The 1756-L73 must be used with a Studio 5000 Logix Designer version that supports the specific firmware revision loaded on the controller. Because Rockwell Automation updates firmware and Studio 5000 versions independently, mixing revisions is a documented source of project download failures and forced system-wide upgrades. Before purchasing a replacement or expansion unit, identify the firmware version currently running on your installed 1756-L7x controllers and confirm that your Studio 5000 installation supports it. When sourcing through a specialist distributor, request confirmation of the firmware version shipped on the unit before delivery.
What are the main practical differences between the 1756-L73 and the 1756-L8x ControlLogix 5580 controllers?
The 1756-L73 belongs to the ControlLogix 5570 (L7x) family, which is a mature platform with an established field base but a longer lifecycle horizon than the newer 5580 series. The 1756-L8x ControlLogix 5580 controllers represent the current generation, offering updated performance characteristics and a longer forward lifecycle trajectory. For teams expanding an existing 5570 installation, the 1756-L73 offers direct compatibility with installed hardware and code. For greenfield projects, the 5580 series warrants evaluation for its lifecycle advantages. The two families are not interchangeable without project migration steps in Studio 5000.
Why Order the 1756-L73 Through LeadTime.ca
- LeadTime.ca ships worldwide — not limited to any single region — and can source both stocked and special-order 1756-L73 units to fit your project schedule.
- Our team works with controls engineers and procurement specialists to validate full BOM compatibility — chassis, power supply, communication modules, ESM, and firmware — before the order is placed, reducing the risk of costly returns or delayed commissioning.
- We can assist with volume pricing for redundant-pair orders, spare parts strategies, and multi-unit project builds.
- For hard-to-find or allocation-constrained parts, we actively source across authorized and specialist channels to find available inventory faster than generic distributors.
- View the 1756-L73 product page for current pricing and availability
- Contact LeadTime.ca for a quote or BOM review
At-a-Glance Summary
- The Allen-Bradley 1756-L73 is a ControlLogix 5570 standard PAC CPU with 8 MB of user memory — the mid-tier option in the 1756-L7x lineup between the 4 MB L72 and the 16 MB L74.
- Built-in communication is USB only; EtherNet/IP, ControlNet, DeviceNet, DH+, and Remote I/O all require separate 1756 communication modules — these must be included in the BOM.
- The controller is not safety-rated; functional safety applications require the GuardLogix 1756-L73S variant.
- Program retention across power loss requires a correctly ordered and configured Energy Storage Module — it does not ship with the controller.
- Redundancy is supported in compatible 5570 architectures but requires a matched second unit, redundancy modules, and planned project configuration.
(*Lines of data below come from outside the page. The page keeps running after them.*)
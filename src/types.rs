//! Core types for the Posture Nudge engine
//!
//! This module defines the data structures that flow through each stage of the
//! engine: raw motion samples, classified behavior samples, reminder events and
//! usage buckets.

use chrono::{DateTime, Utc};
use serde::{Deserialize, Serialize};
use uuid::Uuid;

/// Discrete behavior state produced by the posture classifier
#[derive(Debug, Clone, Copy, PartialEq, Eq, Hash, Serialize, Deserialize)]
#[serde(rename_all = "snake_case")]
pub enum BehaviorState {
    Walking,
    Lying,
    Stationary,
    Exercising,
}

impl BehaviorState {
    /// All states in tie-break priority order (highest first)
    pub const PRIORITY: [BehaviorState; 4] = [
        BehaviorState::Lying,
        BehaviorState::Walking,
        BehaviorState::Exercising,
        BehaviorState::Stationary,
    ];

    /// Rank in the tie-break order; lower wins
    pub fn priority_rank(&self) -> usize {
        match self {
            BehaviorState::Lying => 0,
            BehaviorState::Walking => 1,
            BehaviorState::Exercising => 2,
            BehaviorState::Stationary => 3,
        }
    }

    /// Reminder kind associated with this state, if any
    pub fn reminder_kind(&self) -> Option<ReminderKind> {
        match self {
            BehaviorState::Walking => Some(ReminderKind::Walking),
            BehaviorState::Lying => Some(ReminderKind::Lying),
            BehaviorState::Stationary | BehaviorState::Exercising => None,
        }
    }

    pub fn as_str(&self) -> &'static str {
        match self {
            BehaviorState::Walking => "walking",
            BehaviorState::Lying => "lying",
            BehaviorState::Stationary => "stationary",
            BehaviorState::Exercising => "exercising",
        }
    }
}

/// Kind of reminder the engine can emit
#[derive(Debug, Clone, Copy, PartialEq, Eq, Hash, Serialize, Deserialize)]
#[serde(rename_all = "snake_case")]
pub enum ReminderKind {
    Walking,
    Lying,
}

impl ReminderKind {
    pub const ALL: [ReminderKind; 2] = [ReminderKind::Walking, ReminderKind::Lying];

    pub fn as_str(&self) -> &'static str {
        match self {
            ReminderKind::Walking => "walking",
            ReminderKind::Lying => "lying",
        }
    }

    /// Index into per-kind arrays
    pub(crate) fn index(&self) -> usize {
        match self {
            ReminderKind::Walking => 0,
            ReminderKind::Lying => 1,
        }
    }
}

/// Raw motion/orientation reading from the sensor layer
#[derive(Debug, Clone, Serialize, Deserialize)]
pub struct RawMotion {
    /// Sample timestamp (must strictly increase between samples)
    pub timestamp: DateTime<Utc>,
    /// Dynamic acceleration RMS with gravity removed (m/s²)
    pub motion_intensity: f64,
    /// Step cadence (steps per minute)
    #[serde(default)]
    pub step_cadence: f64,
    /// Screen angle from face-up horizontal, 0-180 degrees
    /// (0 = flat on a table, 90 = upright, 180 = held overhead facing down)
    pub tilt_deg: f64,
    /// Identifier of the app currently in the foreground, if the screen is on
    #[serde(default, skip_serializing_if = "Option::is_none")]
    pub foreground_app: Option<String>,
}

/// A classified behavior sample; consumed by the policy layer, never retained
#[derive(Debug, Clone, PartialEq, Serialize, Deserialize)]
pub struct BehaviorSample {
    pub timestamp: DateTime<Utc>,
    pub state: BehaviorState,
    #[serde(default, skip_serializing_if = "Option::is_none")]
    pub app_context: Option<String>,
}

/// A reminder emitted by the dispatcher and recorded in the history store
#[derive(Debug, Clone, PartialEq, Serialize, Deserialize)]
pub struct ReminderEvent {
    pub id: Uuid,
    pub kind: ReminderKind,
    pub message: String,
    pub timestamp: DateTime<Utc>,
    #[serde(default)]
    pub acknowledged: bool,
}

impl ReminderEvent {
    /// Create a new, unacknowledged reminder with a fresh id
    pub fn new(kind: ReminderKind, message: impl Into<String>, timestamp: DateTime<Utc>) -> Self {
        Self {
            id: Uuid::new_v4(),
            kind,
            message: message.into(),
            timestamp,
            acknowledged: false,
        }
    }
}

/// Reporting period granularity
#[derive(Debug, Clone, Copy, PartialEq, Eq, Hash, Serialize, Deserialize)]
#[serde(rename_all = "lowercase")]
pub enum Period {
    Week,
    Month,
    Quarter,
    Year,
}

impl Period {
    pub const ALL: [Period; 4] = [Period::Week, Period::Month, Period::Quarter, Period::Year];

    pub fn as_str(&self) -> &'static str {
        match self {
            Period::Week => "week",
            Period::Month => "month",
            Period::Quarter => "quarter",
            Period::Year => "year",
        }
    }

    /// Display name used in generated reports
    pub fn display_name(&self) -> &'static str {
        match self {
            Period::Week => "주간",
            Period::Month => "월간",
            Period::Quarter => "분기",
            Period::Year => "연간",
        }
    }
}

impl std::str::FromStr for Period {
    type Err = String;

    fn from_str(s: &str) -> Result<Self, Self::Err> {
        match s.to_ascii_lowercase().as_str() {
            "week" => Ok(Period::Week),
            "month" => Ok(Period::Month),
            "quarter" => Ok(Period::Quarter),
            "year" => Ok(Period::Year),
            other => Err(format!("unknown period: {}", other)),
        }
    }
}

/// Aggregated usage totals for one label within a reporting period
#[derive(Debug, Clone, PartialEq, Eq, Serialize, Deserialize)]
pub struct UsageBucket {
    /// Period label (weekday, day of month or month)
    pub label: String,
    pub walking_minutes: u32,
    pub lying_minutes: u32,
}

impl UsageBucket {
    pub fn new(label: impl Into<String>, walking_minutes: u32, lying_minutes: u32) -> Self {
        Self {
            label: label.into(),
            walking_minutes,
            lying_minutes,
        }
    }

    /// Empty bucket for a label
    pub fn empty(label: impl Into<String>) -> Self {
        Self::new(label, 0, 0)
    }

    pub fn total_minutes(&self) -> u32 {
        self.walking_minutes + self.lying_minutes
    }

    pub(crate) fn add(&mut self, kind: ReminderKind, minutes: u32) {
        match kind {
            ReminderKind::Walking => {
                self.walking_minutes = self.walking_minutes.saturating_add(minutes)
            }
            ReminderKind::Lying => self.lying_minutes = self.lying_minutes.saturating_add(minutes),
        }
    }
}

#[cfg(test)]
mod tests {
    use super::*;

    #[test]
    fn test_priority_order() {
        let mut states = vec![
            BehaviorState::Stationary,
            BehaviorState::Exercising,
            BehaviorState::Walking,
            BehaviorState::Lying,
        ];
        states.sort_by_key(|s| s.priority_rank());
        assert_eq!(states, BehaviorState::PRIORITY.to_vec());
    }

    #[test]
    fn test_reminder_kind_mapping() {
        assert_eq!(BehaviorState::Walking.reminder_kind(), Some(ReminderKind::Walking));
        assert_eq!(BehaviorState::Lying.reminder_kind(), Some(ReminderKind::Lying));
        assert_eq!(BehaviorState::Stationary.reminder_kind(), None);
        assert_eq!(BehaviorState::Exercising.reminder_kind(), None);
    }

    #[test]
    fn test_period_parse() {
        assert_eq!("week".parse::<Period>().unwrap(), Period::Week);
        assert_eq!("QUARTER".parse::<Period>().unwrap(), Period::Quarter);
        assert!("decade".parse::<Period>().is_err());
    }

    #[test]
    fn test_raw_motion_deserialize_defaults() {
        let json = r#"{
            "timestamp": "2024-01-15T14:00:00Z",
            "motion_intensity": 1.2,
            "tilt_deg": 60.0
        }"#;
        let motion: RawMotion = serde_json::from_str(json).unwrap();
        assert_eq!(motion.step_cadence, 0.0);
        assert!(motion.foreground_app.is_none());
    }

    #[test]
    fn test_reminder_event_serialization() {
        let ts = "2024-01-15T14:00:00Z".parse::<DateTime<Utc>>().unwrap();
        let event = ReminderEvent::new(ReminderKind::Lying, "put it down", ts);
        let json = serde_json::to_value(&event).unwrap();
        assert_eq!(json["kind"], "lying");
        assert_eq!(json["acknowledged"], false);
    }
}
- The 5570 platform is mature; greenfield projects should evaluate the 1756-L8x ControlLogix 5580 series for lifecycle fit before defaulting to the L7x generation.
- Firmware version on the received unit must match the Studio 5000 version in use — confirm before delivery when sourcing a replacement or expansion unit.
- Primary industries: automotive, food and beverage, material handling, oil and gas, mining, and packaging OEM — anywhere medium-to-large ControlLogix installations are the installed standard.